> [Extracted material]
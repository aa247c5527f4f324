//! Stovelink - Pellet Stove Serial Bridge Firmware
//!
//! Polls two pellet stoves over their single-wire service ports and relays
//! their state to a home automation host on a separate UART. The host can
//! switch the stoves, set their power and ask for a full status resend.
//!
//! Board: Nucleo-F401RE
//! - USART2 (PA2 TX, PA3 RX): host link, routed to the ST-LINK VCP
//! - USART1 (PA9): heater 1 service port, single wire
//! - USART6 (PC6): heater 2 service port, single wire
//! - PB5/PB4, PB3/PA10: pellet sensor trigger/echo for heater 1 and 2
//! - PA5: user LED, lit during the cycle pause

#![no_std]
#![no_main]

use defmt::*;
use embassy_executor::Spawner;
use embassy_stm32::bind_interrupts;
use embassy_stm32::gpio::{Input, Level, Output, Pull, Speed};
use embassy_stm32::peripherals::{USART1, USART2, USART6};
use embassy_stm32::usart::{
    BufferedInterruptHandler, BufferedUart, HalfDuplexConfig, HalfDuplexReadback,
};
use embassy_time::Delay;
use static_cell::StaticCell;
use {defmt_rtt as _, panic_probe as _};

use stovelink_core::fuel::FuelReporter;
use stovelink_core::Bridge;
use stovelink_drivers::sensor::Ultrasonic;
use stovelink_hal_stm32::uart::usart_config;
use stovelink_hal_stm32::{heater_link, host_link, EmbassyClock};

use crate::tasks::{Pacing, PelletSensor};

mod config;
mod tasks;

bind_interrupts!(struct Irqs {
    USART1 => BufferedInterruptHandler<USART1>;
    USART2 => BufferedInterruptHandler<USART2>;
    USART6 => BufferedInterruptHandler<USART6>;
});

/// Host reads give up quickly; complete frames are already buffered
const HOST_READ_TIMEOUT_MS: u32 = 50;

// Static cells for UART buffers (must live forever)
static HOST_TX_BUF: StaticCell<[u8; 64]> = StaticCell::new();
static HOST_RX_BUF: StaticCell<[u8; 256]> = StaticCell::new();
static HEATER1_TX_BUF: StaticCell<[u8; 16]> = StaticCell::new();
static HEATER1_RX_BUF: StaticCell<[u8; 32]> = StaticCell::new();
static HEATER2_TX_BUF: StaticCell<[u8; 16]> = StaticCell::new();
static HEATER2_RX_BUF: StaticCell<[u8; 32]> = StaticCell::new();

/// Main entry point
#[embassy_executor::main]
async fn main(spawner: Spawner) {
    info!("Stovelink firmware starting...");

    let p = embassy_stm32::init(Default::default());
    let config = config::bridge_config();
    info!(
        "Host {} baud, heaters {} baud, read timeout {} ms",
        config.host_baud, config.heater_baud, config.read_timeout_ms
    );

    // Host link: full duplex
    let host_uart = unwrap!(BufferedUart::new(
        p.USART2,
        p.PA3,
        p.PA2,
        HOST_TX_BUF.init([0; 64]),
        HOST_RX_BUF.init([0; 256]),
        Irqs,
        usart_config(&config.host_uart()),
    ));
    let host = host_link(host_uart, HOST_READ_TIMEOUT_MS);

    // Heater service ports: single wire, our own bytes not read back
    let heater1_uart = unwrap!(BufferedUart::new_half_duplex(
        p.USART1,
        p.PA9,
        Irqs,
        HEATER1_TX_BUF.init([0; 16]),
        HEATER1_RX_BUF.init([0; 32]),
        usart_config(&config.heater_uart()),
        HalfDuplexReadback::NoReadback,
        HalfDuplexConfig::OpenDrainInternal,
    ));
    let heater2_uart = unwrap!(BufferedUart::new_half_duplex(
        p.USART6,
        p.PC6,
        Irqs,
        HEATER2_TX_BUF.init([0; 16]),
        HEATER2_RX_BUF.init([0; 32]),
        usart_config(&config.heater_uart()),
        HalfDuplexReadback::NoReadback,
        HalfDuplexConfig::OpenDrainInternal,
    ));
    let heaters = [
        heater_link(heater1_uart, config.read_timeout_ms),
        heater_link(heater2_uart, config.read_timeout_ms),
    ];

    // Pellet level sensors
    let max_cm = config.pellet_max_distance_cm;
    let sensor1: PelletSensor = Ultrasonic::new(
        Output::new(p.PB5, Level::Low, Speed::Low),
        Input::new(p.PB4, Pull::Down),
        Delay,
        EmbassyClock,
        max_cm,
    );
    let sensor2: PelletSensor = Ultrasonic::new(
        Output::new(p.PB3, Level::Low, Speed::Low),
        Input::new(p.PA10, Pull::Down),
        Delay,
        EmbassyClock,
        max_cm,
    );
    let fuel = Some(FuelReporter::new([sensor1, sensor2]));

    let bridge = Bridge::new(&config, host, heaters, fuel, Delay);
    let led = Output::new(p.PA5, Level::Low, Speed::Low);
    let pacing = Pacing {
        step_delay_ms: config.step_delay_ms,
        cycle_pause_ms: config.cycle_pause_ms,
    };

    info!("Spawning tasks...");
    spawner.spawn(tasks::bridge_task(bridge, led, pacing)).unwrap();

    info!("Stovelink running");
}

> [What this task involves]
Output the complete data verbatim.

> [Response for this exercise]
repository aa247c5527f4f324
//! Stovelink - Pellet Stove Serial Bridge Firmware
//!
//! Polls two pellet stoves over their single-wire service ports and relays
//! their state to a home automation host on a separate UART. The host can
//! switch the stoves, set their power and ask for a full status resend.
//!
//! Board: Nucleo-F401RE
//! - USART2 (PA2 TX, PA3 RX): host link, routed to the ST-LINK VCP
//! - USART1 (PA9): heater 1 service port, single wire
//! - USART6 (PC6): heater 2 service port, single wire
//! - PB5/PB4, PB3/PA10: pellet sensor trigger/echo for heater 1 and 2
//! - PA5: user LED, lit during the cycle pause

#![no_std]
#![no_main]

use defmt::*;
use embassy_executor::Spawner;
use embassy_stm32::bind_interrupts;
use embassy_stm32::gpio::{Input, Level, Output, Pull, Speed};
use embassy_stm32::peripherals::{USART1, USART2, USART6};
use embassy_stm32::usart::{
    BufferedInterruptHandler, BufferedUart, HalfDuplexConfig, HalfDuplexReadback,
};
use embassy_time::Delay;
use static_cell::StaticCell;
use {defmt_rtt as _, panic_probe as _};

use stovelink_core::fuel::FuelReporter;
use stovelink_core::Bridge;
use stovelink_drivers::sensor::Ultrasonic;
use stovelink_hal_stm32::uart::usart_config;
use stovelink_hal_stm32::{heater_link, host_link, EmbassyClock};

use crate::tasks::{Pacing, PelletSensor};

mod config;
mod tasks;

bind_interrupts!(struct Irqs {
    USART1 => BufferedInterruptHandler<USART1>;
    USART2 => BufferedInterruptHandler<USART2>;
    USART6 => BufferedInterruptHandler<USART6>;
});

/// Host reads give up quickly; complete frames are already buffered
const HOST_READ_TIMEOUT_MS: u32 = 50;

// Static cells for UART buffers (must live forever)
static HOST_TX_BUF: StaticCell<[u8; 64]> = StaticCell::new();
static HOST_RX_BUF: StaticCell<[u8; 256]> = StaticCell::new();
static HEATER1_TX_BUF: StaticCell<[u8; 16]> = StaticCell::new();
static HEATER1_RX_BUF: StaticCell<[u8; 32]> = StaticCell::new();
static HEATER2_TX_BUF: StaticCell<[u8; 16]> = StaticCell::new();
static HEATER2_RX_BUF: StaticCell<[u8; 32]> = StaticCell::new();

/// Main entry point
#[embassy_executor::main]
async fn main(spawner: Spawner) {
    info!("Stovelink firmware starting...");

    let p = embassy_stm32::init(Default::default());
    let config = config::bridge_config();
    info!(
        "Host {} baud, heaters {} baud, read timeout {} ms",
        config.host_baud, config.heater_baud, config.read_timeout_ms
    );

    // Host link: full duplex
    let host_uart = unwrap!(BufferedUart::new(
        p.USART2,
        p.PA3,
        p.PA2,
        HOST_TX_BUF.init([0; 64]),
        HOST_RX_BUF.init([0; 256]),
        Irqs,
        usart_config(&config.host_uart()),
    ));
    let host = host_link(host_uart, HOST_READ_TIMEOUT_MS);

    // Heater service ports: single wire, our own bytes not read back
    let heater1_uart = unwrap!(BufferedUart::new_half_duplex(
        p.USART1,
        p.PA9,
        Irqs,
        HEATER1_TX_BUF.init([0; 16]),
        HEATER1_RX_BUF.init([0; 32]),
        usart_config(&config.heater_uart()),
        HalfDuplexReadback::NoReadback,
        HalfDuplexConfig::OpenDrainInternal,
    ));
    let heater2_uart = unwrap!(BufferedUart::new_half_duplex(
        p.USART6,
        p.PC6,
        Irqs,
        HEATER2_TX_BUF.init([0; 16]),
        HEATER2_RX_BUF.init([0; 32]),
        usart_config(&config.heater_uart()),
        HalfDuplexReadback::NoReadback,
        HalfDuplexConfig::OpenDrainInternal,
    ));
    let heaters = [
        heater_link(heater1_uart, config.read_timeout_ms),
        heater_link(heater2_uart, config.read_timeout_ms),
    ];

    // Pellet level sensors
    let max_cm = config.pellet_max_distance_cm;
    let sensor1: PelletSensor = Ultrasonic::new(
        Output::new(p.PB5, Level::Low, Speed::Low),
        Input::new(p.PB4, Pull::Down),
        Delay,
        EmbassyClock,
        max_cm,
    );
    let sensor2: PelletSensor = Ultrasonic::new(
        Output::new(p.PB3, Level::Low, Speed::Low),
        Input::new(p.PA10, Pull::Down),
        Delay,
        EmbassyClock,
        max_cm,
    );
    let fuel = Some(FuelReporter::new([sensor1, sensor2]));

    let bridge = Bridge::new(&config, host, heaters, fuel, Delay);
    let led = Output::new(p.PA5, Level::Low, Speed::Low);
    let pacing = Pacing {
        step_delay_ms: config.step_delay_ms,
        cycle_pause_ms: config.cycle_pause_ms,
    };

    info!("Spawning tasks...");
    spawner.spawn(tasks::bridge_task(bridge, led, pacing)).unwrap();

    info!("Stovelink running");
}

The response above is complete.